- **INSTRUCTIONS TO FOLLOW**
Across the entries below, how many lines contain the string "RouteOptions"? Only the number is wanted.

----

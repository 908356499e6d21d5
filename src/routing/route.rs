//! Route descriptors accumulated by [`super::ApiRouter`].
//!
//! A [`RouteDescriptor`] is created once at registration time and never
//! modified. HTTP descriptors keep their method list exactly as the caller
//! passed it; turning it into an axum [`MethodFilter`] is deferred to
//! [`super::mount`], which is where invalid methods are reported.

use std::fmt;
use std::future::Future;
use std::sync::Arc;

use axum::extract::State;
use axum::extract::ws::{WebSocket, WebSocketUpgrade};
use axum::handler::Handler;
use axum::routing::{MethodFilter, MethodRouter, get, on};

/// Builds the axum endpoint for an HTTP handler once its methods are known.
type HttpEndpoint<S> = Arc<dyn Fn(MethodFilter) -> MethodRouter<S> + Send + Sync>;

/// Optional metadata for an HTTP route.
#[derive(Debug, Clone, PartialEq, Eq)]
pub struct RouteOptions {
    /// Name used for reverse lookup and as the OpenAPI `operationId`.
    pub name: Option<String>,
    /// Whether the route appears in the exported OpenAPI paths.
    pub include_in_schema: bool,
}

impl RouteOptions {
    /// Options for a named route that is visible in the schema.
    #[must_use]
    pub fn named(name: impl Into<String>) -> Self {
        Self {
            name: Some(name.into()),
            include_in_schema: true,
        }
    }

    /// Hides the route from the exported schema.
    #[must_use]
    pub fn hidden(mut self) -> Self {
        self.include_in_schema = false;
        self
    }
}

impl Default for RouteOptions {
    fn default() -> Self {
        Self {
            name: None,
            include_in_schema: true,
        }
    }
}

/// An HTTP endpoint bound to a normalized path.
pub struct HttpRoute<S = ()> {
    path: String,
    methods: Vec<String>,
    name: Option<String>,
    include_in_schema: bool,
    endpoint: HttpEndpoint<S>,
}

impl<S> HttpRoute<S>
where
    S: Clone + Send + Sync + 'static,
{
    pub(crate) fn new<H, T>(
        path: String,
        methods: Vec<String>,
        options: RouteOptions,
        handler: H,
    ) -> Self
    where
        H: Handler<T, S>,
        T: 'static,
    {
        Self {
            path,
            methods,
            name: options.name,
            include_in_schema: options.include_in_schema,
            endpoint: Arc::new(move |filter| on(filter, handler.clone())),
        }
    }

    /// Builds a fresh axum endpoint answering `filter`.
    pub(crate) fn method_router(&self, filter: MethodFilter) -> MethodRouter<S> {
        (self.endpoint)(filter)
    }
}

impl<S> HttpRoute<S> {
    /// Normalized full path.
    #[must_use]
    pub fn path(&self) -> &str {
        &self.path
    }

    /// Method names exactly as registered.
    #[must_use]
    pub fn methods(&self) -> &[String] {
        &self.methods
    }

    /// Optional route name.
    #[must_use]
    pub fn name(&self) -> Option<&str> {
        self.name.as_deref()
    }

    /// Whether the route is exported in the OpenAPI paths.
    #[must_use]
    pub const fn include_in_schema(&self) -> bool {
        self.include_in_schema
    }
}

impl<S> Clone for HttpRoute<S> {
    fn clone(&self) -> Self {
        Self {
            path: self.path.clone(),
            methods: self.methods.clone(),
            name: self.name.clone(),
            include_in_schema: self.include_in_schema,
            endpoint: Arc::clone(&self.endpoint),
        }
    }
}

impl<S> fmt::Debug for HttpRoute<S> {
    fn fmt(&self, f: &mut fmt::Formatter<'_>) -> fmt::Result {
        f.debug_struct("HttpRoute")
            .field("path", &self.path)
            .field("methods", &self.methods)
            .field("name", &self.name)
            .field("include_in_schema", &self.include_in_schema)
            .finish_non_exhaustive()
    }
}

/// A WebSocket endpoint bound to a normalized path.
///
/// Mounted as a `GET` route that performs the upgrade and hands the
/// socket to the registered handler.
pub struct WebSocketRoute<S = ()> {
    path: String,
    name: Option<String>,
    endpoint: MethodRouter<S>,
}

impl<S> WebSocketRoute<S>
where
    S: Clone + Send + Sync + 'static,
{
    pub(crate) fn new<F, Fut>(path: String, name: Option<String>, handler: F) -> Self
    where
        F: Fn(WebSocket) -> Fut + Clone + Send + Sync + 'static,
        Fut: Future<Output = ()> + Send + 'static,
    {
        let endpoint = get(move |upgrade: WebSocketUpgrade| {
            let handler = handler.clone();
            async move { upgrade.on_upgrade(handler) }
        });
        Self {
            path,
            name,
            endpoint,
        }
    }

    /// Like [`WebSocketRoute::new`], but the handler also receives the
    /// host router's state.
    pub(crate) fn with_state<F, Fut>(path: String, name: Option<String>, handler: F) -> Self
    where
        F: Fn(WebSocket, S) -> Fut + Clone + Send + Sync + 'static,
        Fut: Future<Output = ()> + Send + 'static,
    {
        let endpoint = get(move |State(state): State<S>, upgrade: WebSocketUpgrade| {
            let handler = handler.clone();
            async move { upgrade.on_upgrade(move |socket| handler(socket, state)) }
        });
        Self {
            path,
            name,
            endpoint,
        }
    }

    pub(crate) fn method_router(&self) -> MethodRouter<S> {
        self.endpoint.clone()
    }
}

impl<S> WebSocketRoute<S> {
    /// Normalized full path.
    #[must_use]
    pub fn path(&self) -> &str {
        &self.path
    }

    /// Optional route name.
    #[must_use]
    pub fn name(&self) -> Option<&str> {
        self.name.as_deref()
    }
}

impl<S> Clone for WebSocketRoute<S> {
    fn clone(&self) -> Self {
        Self {
            path: self.path.clone(),
            name: self.name.clone(),
            endpoint: self.endpoint.clone(),
        }
    }
}

impl<S> fmt::Debug for WebSocketRoute<S> {
    fn fmt(&self, f: &mut fmt::Formatter<'_>) -> fmt::Result {
        f.debug_struct("WebSocketRoute")
            .field("path", &self.path)
            .field("name", &self.name)
            .finish_non_exhaustive()
    }
}

/// One registered endpoint, ready to be mounted.
pub enum RouteDescriptor<S = ()> {
    /// Plain HTTP route.
    Http(HttpRoute<S>),
    /// WebSocket route.
    WebSocket(WebSocketRoute<S>),
}

impl<S> RouteDescriptor<S> {
    /// Normalized full path.
    #[must_use]
    pub fn path(&self) -> &str {
        match self {
            Self::Http(route) => route.path(),
            Self::WebSocket(route) => route.path(),
        }
    }

    /// Optional route name.
    #[must_use]
    pub fn name(&self) -> Option<&str> {
        match self {
            Self::Http(route) => route.name(),
            Self::WebSocket(route) => route.name(),
        }
    }

    /// Returns `true` for WebSocket routes.
    #[must_use]
    pub const fn is_websocket(&self) -> bool {
        matches!(self, Self::WebSocket(_))
    }
}

impl<S> fmt::Debug for RouteDescriptor<S> {
    fn fmt(&self, f: &mut fmt::Formatter<'_>) -> fmt::Result {
        match self {
            Self::Http(route) => f.debug_tuple("Http").field(route).finish(),
            Self::WebSocket(route) => f.debug_tuple("WebSocket").field(route).finish(),
        }
    }
}

impl<S> Clone for RouteDescriptor<S> {
    fn clone(&self) -> Self {
        match self {
            Self::Http(route) => Self::Http(route.clone()),
            Self::WebSocket(route) => Self::WebSocket(route.clone()),
        }
    }
}

#[cfg(test)]
mod tests {
    use super::*;

    async fn ok() -> &'static str {
        "ok"
    }

    async fn ignore(_socket: WebSocket) {}

    #[test]
    fn default_options_are_visible_and_unnamed() {
        let options = RouteOptions::default();
        assert!(options.name.is_none());
        assert!(options.include_in_schema);
    }

    #[test]
    fn hidden_keeps_name() {
        let options = RouteOptions::named("ping").hidden();
        assert_eq!(options.name.as_deref(), Some("ping"));
        assert!(!options.include_in_schema);
    }

    #[test]
    fn http_route_keeps_methods_verbatim() {
        let route: HttpRoute = HttpRoute::new(
            "/a".to_string(),
            vec!["get".to_string(), "BREW".to_string()],
            RouteOptions::default(),
            ok,
        );
        assert_eq!(route.methods(), ["get", "BREW"]);
        assert_eq!(route.path(), "/a");
    }

    #[test]
    fn descriptor_accessors_cover_both_variants() {
        let http: RouteDescriptor = RouteDescriptor::Http(HttpRoute::new(
            "/a".to_string(),
            vec!["GET".to_string()],
            RouteOptions::named("a"),
            ok,
        ));
        let ws: RouteDescriptor =
            RouteDescriptor::WebSocket(WebSocketRoute::new("/ws".to_string(), None, ignore));

        assert_eq!(http.path(), "/a");
        assert_eq!(http.name(), Some("a"));
        assert!(!http.is_websocket());
        assert_eq!(ws.path(), "/ws");
        assert_eq!(ws.name(), None);
        assert!(ws.is_websocket());
    }

    #[test]
    fn debug_omits_handler() {
        let route: HttpRoute = HttpRoute::new(
            "/a".to_string(),
            vec!["GET".to_string()],
            RouteOptions::default(),
            ok,
        );
        let rendered = format!("{route:?}");
        assert!(rendered.contains("\"/a\""));
        assert!(rendered.contains(".."));
    }
}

----

- **ANSWER BOX**
9